WordNet [1] is an online lexical reference that uses psycholinguistically derived relationships to organize approximately 115,000 synonym sets, containing 150,000 English words. WordNet has been attractive to a number of artificial intelligence (AI) projects because it is large, free, and machine-readable. Problems arise, however, when attempting to use synonym sets and hyponym (is a) relationships between these words as a true ontology. To take the simplest example, WordNet does not distinguish individuals (for example, Red Cross,) from types (for example, organization) from roles (for example, causal agent), but logically these concepts and the relationships between them are quite different.

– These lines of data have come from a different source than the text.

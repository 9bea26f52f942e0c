//! # Metrics Server
//!
//! Defines the `MetricsServer`, an `axum`-based web server exposing the
//! collected metrics to a Prometheus scraper.
//!
//! The server provides a single endpoint, `/metrics`, which returns the
//! current state of all registered metrics in the Prometheus exposition
//! format. It listens for a shutdown signal from the main application and
//! terminates cleanly.

use axum::{routing::get, Router};
use metrics_exporter_prometheus::PrometheusHandle;
use std::future::Future;
use tokio::net::TcpListener;
use tokio::sync::watch;
use tracing::{error, trace};

/// A server that exposes metrics to a Prometheus scraper.
pub struct MetricsServer {
    listener: TcpListener,
    prom_handle: PrometheusHandle,
    shutdown_rx: watch::Receiver<bool>,
}

impl MetricsServer {
    /// Creates a new `MetricsServer` but does not spawn it.
    ///
    /// # Arguments
    ///
    /// * `listener` - A `TcpListener` that has already been bound to an address.
    /// * `prom_handle` - A `PrometheusHandle` used to render the metrics.
    /// * `shutdown_rx` - A watch channel receiver for graceful shutdown.
    pub fn new(
        listener: TcpListener,
        prom_handle: PrometheusHandle,
        shutdown_rx: watch::Receiver<bool>,
    ) -> Self {
        Self {
            listener,
            prom_handle,
            shutdown_rx,
        }
    }

    /// Returns a future that runs the server until a shutdown signal is received.
    pub fn run(self) -> impl Future<Output = ()> {
        let Self {
            listener,
            prom_handle,
            mut shutdown_rx,
        } = self;
        let app =
            Router::new().route("/metrics", get(move || async move { prom_handle.render() }));

        async move {
            tokio::select! {
                biased;
                _ = shutdown_rx.changed() => {
                    trace!("Metrics server received shutdown signal.");
                }
                result = axum::serve(listener, app.into_make_service()) => {
                    if let Err(e) = result {
                        // Expected during graceful shutdown when the server is dropped.
                        if !e.to_string().contains("operation was canceled") {
                            error!("Metrics server error: {}", e);
                        }
                    }
                }
            }
            trace!("Metrics server task finished.");
        }
    }
}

The authors have applied their OntoClean methodology, for developing coherent and consistent ontologies, to WordNet. The OntoClean methodology [2] defines the kinds of concepts and conceptual relationships an ontology should have, and a process for building an ontology. In this paper, the authors first describe their application of the methodology to identify problems with the critical top levels of WordNets noun hierarchy. They cleaned up these problems by moving items that do not belong at the top level, and by introducing missing concepts to produce a more conceptually coherent top-level hierarchy they call Dolce (a descriptive ontology for linguistic and cognitive engineering).
The paper is detailed and well written. Reading the principles of OntoClean is useful, but not essential. The examples are concrete and relatively intuitive. The paper would have been improved if it included a demonstration of actual benefits from using the improved WordNet hierarchy. Reference is made to a terminology integration project in the fishery domain, but no details are given.